Sementara di rumah sakit sedang penuh dengan kata penyesalan, berbeda dengan Humaira yang sedang duduk diayunan kayu belakang rumah mereka dengan menikmati eskrim rasa coklat kesukaannya.
"Udah lebih baik, nyonya?" Tanya Rey yang langsung ikut bergabung bersama sang istri di kursi kayu.
"Ya, kamu selalu tahu bagaimana cara merubah mood ku menjadi lebih baik." Ucap Humaira sambil menyandarkan kepalanya di dada bidang sang suami yang duduk disampingnya.
"Aku senang kau sudah lebih baik. Tadi pegawai rumah sakit ada yang melapor jika ibu dari pasien bernama Amelia mencarimu dan dia ingin meminta maaf padak mu."
"Aku sudah memaafkan mereka."
"Baguslah, memaafkan justru lebih baik dari pada tetap menyimpan dendam."
"Besok kita jadi ke rumah Rena dipulau kan, sayang?" Tanya Humaira sambil menyamankan duduknya.
"Ya, jadilah besok kan libur, jadi kita bisa kesanadengan menggunakan kapal."
"Benarkah?" Tanya Humaira menyakinkan diri, karena sudah lama sekali dia tak menggunakan kapal sebagai moda transportasi.
"tentu saha, bayi kita tak apa-apa kan jika kita naik kapal?"
"Tidak apa-apa sayang, Inshaallah anak kita kuat seperti dirimu."
"benarkah?"
"tentu sjaja, kamu kan bapaknya." Ucap Humaira sambil tersenyum.
"Tak sabar rasanya ingin segera dipanggil ayah." Ucap Rey sambil membelai perut rata sang istri.
"Sabar, Delapan bulan lagi, dia akan datang kedunia dan menyebutmu ayah." Jawab Humaira.
"Ya, aku akan menunggu dia lahir ke dunia."
"Sepertinya Rena juga sangat menginginkan punya anak di usia muda, sebenarnya belum terlalu cukuo umur, tapi tekadnya sungguh luar biasa untuk mempunyai momongan."
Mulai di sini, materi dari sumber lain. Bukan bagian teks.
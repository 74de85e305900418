//! `apiwatch-tui`: terminal dashboard for an API status monitoring service.
//!
//! Renders the [`Dashboard`](apiwatch_core::Dashboard) state: overview
//! counters, the monitored endpoint table, the selected endpoint's logs,
//! and forms for adding endpoints and bulk import. The dashboard polls the
//! service in the background while the view is open.
//!
//! Logs are written to a file (default `/tmp/apiwatch-tui.log`) so they
//! never corrupt the terminal.

mod action;
mod app;
mod component;
mod data_bridge;
mod screens;
mod theme;
mod tui;
mod widgets;

use std::path::PathBuf;
use std::time::Duration;

use clap::Parser;
use color_eyre::eyre::{Result, WrapErr};
use tracing::info;
use tracing_appender::non_blocking::WorkerGuard;
use tracing_subscriber::{EnvFilter, fmt, layer::SubscriberExt, util::SubscriberInitExt};

use apiwatch_config::{Overrides, load_config, load_config_from};
use apiwatch_core::Dashboard;

use crate::app::App;

/// Terminal dashboard for monitoring API endpoints.
#[derive(Parser, Debug)]
#[command(name = "apiwatch-tui", version, about)]
struct Cli {
    /// Monitoring service base URL (e.g., http://localhost:8001)
    #[arg(short = 'u', long, env = "APIWATCH_API_BASE")]
    api_base: Option<String>,

    /// Seconds between background refreshes
    #[arg(short = 'i', long, value_name = "SECS")]
    interval: Option<u64>,

    /// Per-request timeout in seconds
    #[arg(long, value_name = "SECS")]
    timeout: Option<u64>,

    /// Log entries fetched for the selected endpoint
    #[arg(long, value_name = "N")]
    log_limit: Option<u32>,

    /// Accept invalid TLS certificates
    #[arg(long)]
    insecure: bool,

    /// Config file (defaults to the platform config directory)
    #[arg(short = 'c', long, value_name = "PATH")]
    config: Option<PathBuf>,

    /// Print the resolved configuration as TOML and exit
    #[arg(long)]
    print_config: bool,

    /// Log file path (defaults to /tmp/apiwatch-tui.log)
    #[arg(long, default_value = "/tmp/apiwatch-tui.log")]
    log_file: PathBuf,

    /// Increase log verbosity (-v info, -vv debug, -vvv trace)
    #[arg(short, long, action = clap::ArgAction::Count)]
    verbose: u8,
}

impl Cli {
    fn overrides(&self) -> Overrides {
        Overrides {
            api_base: self.api_base.clone(),
            poll_interval_secs: self.interval,
            timeout_secs: self.timeout,
            log_limit: self.log_limit,
            insecure: self.insecure,
        }
    }
}

/// Set up file-based tracing. Logging to stdout/stderr would corrupt the
/// TUI. The returned guard must live until exit so buffered lines flush.
fn setup_tracing(cli: &Cli) -> WorkerGuard {
    let log_level = match cli.verbose {
        0 => "warn",
        1 => "info",
        2 => "debug",
        _ => "trace",
    };

    let filter = EnvFilter::try_from_default_env().unwrap_or_else(|_| {
        EnvFilter::new(format!(
            "apiwatch_tui={log_level},apiwatch_core={log_level},apiwatch_api={log_level}"
        ))
    });

    let log_dir = cli
        .log_file
        .parent()
        .filter(|dir| !dir.as_os_str().is_empty())
        .unwrap_or(std::path::Path::new("/tmp"));
    let log_filename = cli
        .log_file
        .file_name()
        .unwrap_or(std::ffi::OsStr::new("apiwatch-tui.log"));

    let file_appender = tracing_appender::rolling::never(log_dir, log_filename);
    let (non_blocking, guard) = tracing_appender::non_blocking(file_appender);

    tracing_subscriber::registry()
        .with(filter)
        .with(
            fmt::layer()
                .with_writer(non_blocking)
                .with_ansi(false)
                .with_target(true)
                .with_thread_ids(true),
        )
        .init();

    guard
}

#[tokio::main]
async fn main() -> Result<()> {
    let cli = Cli::parse();

    // Hooks first, so a panic during startup still restores the terminal
    tui::install_hooks()?;

    let overrides = cli.overrides();
    let config = match &cli.config {
        Some(path) => load_config_from(path, &overrides),
        None => load_config(&overrides),
    }
    .wrap_err("failed to load configuration")?;

    if cli.print_config {
        print!("{}", config.to_toml()?);
        return Ok(());
    }

    let _log_guard = setup_tracing(&cli);

    let dashboard_config = config.to_dashboard_config()?;
    info!(
        api_base = %dashboard_config.api_base,
        poll_interval = ?dashboard_config.poll_interval,
        "starting apiwatch-tui"
    );

    let poll_interval: Duration = dashboard_config.poll_interval;
    let dashboard = Dashboard::new(dashboard_config).wrap_err("failed to build HTTP client")?;
    let mut app = App::new(dashboard, poll_interval);
    app.run().await?;

    Ok(())
}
"Ya, aku juga kadang bingung dengan sikap Rena yang menginginkan muda dan sekaligus punya anak diusia muda, padahal anak-anak seusianya kan masih senang berkumpul dengan teman-temannya, dan menghabiskan uang milik orang tua mereka, tapi ternyata itu tidak berlaku untuk Rena ya."
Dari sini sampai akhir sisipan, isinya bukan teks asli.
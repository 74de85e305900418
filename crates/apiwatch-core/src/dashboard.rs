// ── Dashboard controller ──
//
// Owns the view-state and every gateway call. State lives in a
// `watch::Sender<DashboardState>`; all mutations go through it, so
// subscribers always see a consistent snapshot.
//
// Refreshes may overlap. Each one draws a generation number and its outcome
// (data or error) is applied only if no newer outcome has been applied
// first. Local mutations retire every refresh issued before them. Log fetches
// additionally capture the selection epoch, which is bumped on every
// selection change, and are dropped if the selection moved on.

use std::path::PathBuf;
use std::sync::atomic::{AtomicU64, Ordering};
use std::sync::{Arc, Mutex, PoisonError};
use std::time::Duration;

use apiwatch_api::{EndpointId, LogQuery, MonitorClient};
use chrono::Utc;
use tokio::sync::watch;
use tokio_util::sync::CancellationToken;
use tracing::{debug, info, warn};

use crate::config::DashboardConfig;
use crate::error::CoreError;
use crate::poll::{self, PollHandle};
use crate::state::{DashboardState, FormEdit, FormField};

/// Fallback upload name when the path has no file component.
const DEFAULT_IMPORT_NAME: &str = "import.txt";

/// The monitoring dashboard.
///
/// Cheaply cloneable via `Arc<DashboardInner>`. Operations record their
/// failure in `last_error` in addition to returning it.
#[derive(Clone)]
pub struct Dashboard {
    inner: Arc<DashboardInner>,
}

struct DashboardInner {
    config: DashboardConfig,
    client: MonitorClient,
    state: watch::Sender<DashboardState>,
    /// Last refresh generation handed out.
    refresh_issued: AtomicU64,
    /// Newest generation whose outcome is on screen. Refreshes at or below
    /// it are stale.
    refresh_applied: AtomicU64,
    /// Bumped whenever `selected_id` changes.
    selection_epoch: AtomicU64,
    logs_issued: AtomicU64,
    logs_applied: AtomicU64,
    /// Cancel token of the active poll, if any.
    poll: Mutex<Option<CancellationToken>>,
}
use std::path::PathBuf;

use thiserror::Error;

/// Errors surfaced by [`Dashboard`](crate::Dashboard) operations.
///
/// Each one is also recorded as the dashboard's `last_error` string, so a
/// caller that only renders state can ignore the returned value.
#[derive(Debug, Error)]
pub enum CoreError {
    // ── Gateway ─────────────────────────────────────────────────────
    #[error(transparent)]
    Api(#[from] apiwatch_api::Error),

    // ── Local ───────────────────────────────────────────────────────
    /// Input rejected before any request was sent.
    #[error("{reason}")]
    Validation { field: &'static str, reason: String },

    /// The import file could not be read.
    #[error("Cannot read {}: {source}", .path.display())]
    Io {
        path: PathBuf,
        source: std::io::Error,
    },
}

impl CoreError {
    pub(crate) fn validation(field: &'static str, reason: impl Into<String>) -> Self {
        Self::Validation {
            field,
            reason: reason.into(),
        }
    }

    /// The wrapped gateway error, if this came from the service.
    pub fn api(&self) -> Option<&apiwatch_api::Error> {
        match self {
            Self::Api(e) => Some(e),
            _ => None,
        }
    }
}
"ya, kau benar Rey, Rena itu penuh kejutan, tapi memang sudah menjadi tradisi keluarga mereka menyukai kejutan, sama seperti Danil yang sering sekali memberi kejutan pada semua orang."
"Ya, begitu juga dengan Jelita, dia sulit ditebak dan senang memberi kejutan." Ucap Rey sambil tersenyum.
"Karena itulah mereka berjodoh."
"Kalau kita persamaannya apa? Apa sebab kita berjodoh?" Tanya Rey pada sang istri.
"Karena doa,"
Rey tersenyum lalu mencium kening sang istri penuh rasa sayang, "Yak au benar, tak pernah putus dalam doa ku, untuk memohon semoga kau memang yang terbaik untuk menjadi pendampingku, dan doa ku di kabulkan oleh Allah, kamulah yang terbaik untuk menjadi idtriku." Ujar Rey lalu mencium lembut bibir sang istri yang baru saja selesai memakan es krim coklat kesukaannya.